The ownership of the mine passed between three companies, the third being Associated Goldfields Limited, who bought both the Kerr-Addison mine, and the adjacent Reddick mine, in 1917. The company became Canadian Associated Goldfields in 1921 before going bankrupt in 1928. Proprietary Mines Limited was then formed and took over the mines, and an additional nearby sixteen claims.

Between 1920 and 1921, Proprietary Mines Limited sunk a 91-metre shaft and developed levels at 175 ft and 300 ft depth. The lower level cross-cut missed the ore body by about 6 metres, and although more drilling did later reach the ore body, the mine was abandoned in 1923.

Kerr-Addison Mines was incorporated in 1936, out of a merger of Kerr-Addison Gold Mines, Anglo-Huronian, Bouzan Mines and Prospector Airways and purchased 26 full and 2 fractional claims in 1937. The company drove four adits to explore mineral veins into a hill on the west of the property where they found low grades of gold. Diamond drilling from within the #1 adit was successful and returned ore with 10.5 grams per ton of gold for over 33 metres. More drilling followed, as did the construction of a $1.75 million 450-tonnes-per-day processing mill. Ore processing started on May 2, 1938, and the first bar of gold was poured on June 11, 1938. The same year, the mine's owners requested government permission to dump mine tailings, containing cyanide, into Larder Lake. The mill was upgraded to be able to process 1,090 tons per day in 1939, and after significantly more gold was discovered at 1,000 feet depth in 1940, the mill was further upgraded to 1,725 tons per day in 1941. By 1958, shaft #3 was lowered to 1,174 metres, and #4 was lowered to 1,829 metres (6,000 feet) in 1959.
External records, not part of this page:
pub mod weak_dashmap;
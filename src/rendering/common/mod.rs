/// `namespace:path` keys that everything in the asset registries is looked up by.
pub mod resource;
/// Item perspectives and their transformation matrices.
pub mod transform;
/// Basic render types (vertex formats, quads, sprites) shared by descriptors and baked models.
pub mod types;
World War II decreased production to 1,000 tons per day, but it rose in 1948 to processing over 3,630 tons per day, which was maintained until 1961. The mine ranked as the top producing gold mine in North America in 1960, when it produced 18,400 kilograms of gold, generated from 1,512,860 tons of ore. Ore reserves dwindled in 1960 and all further exploration was abandoned in 1963, with the focus of the work shifting to removing ore that was already identified.

In 1957, the mine's owners acquired Chesterville gold mine.

==== Workers and unionisation ====
The mine employed 2,500 people at its peak. The Kerr-Addison Employees's Association union was formed in 1943. In December 1946 workers voted on joining the International Union of Mine, Mill and Smelter Workers. The Kerr-Addison union became affiliated with the Canadian National Federation of Independent Union in 1981 and in 1989 merged with United Steelworkers of America to become USWA Local 9283.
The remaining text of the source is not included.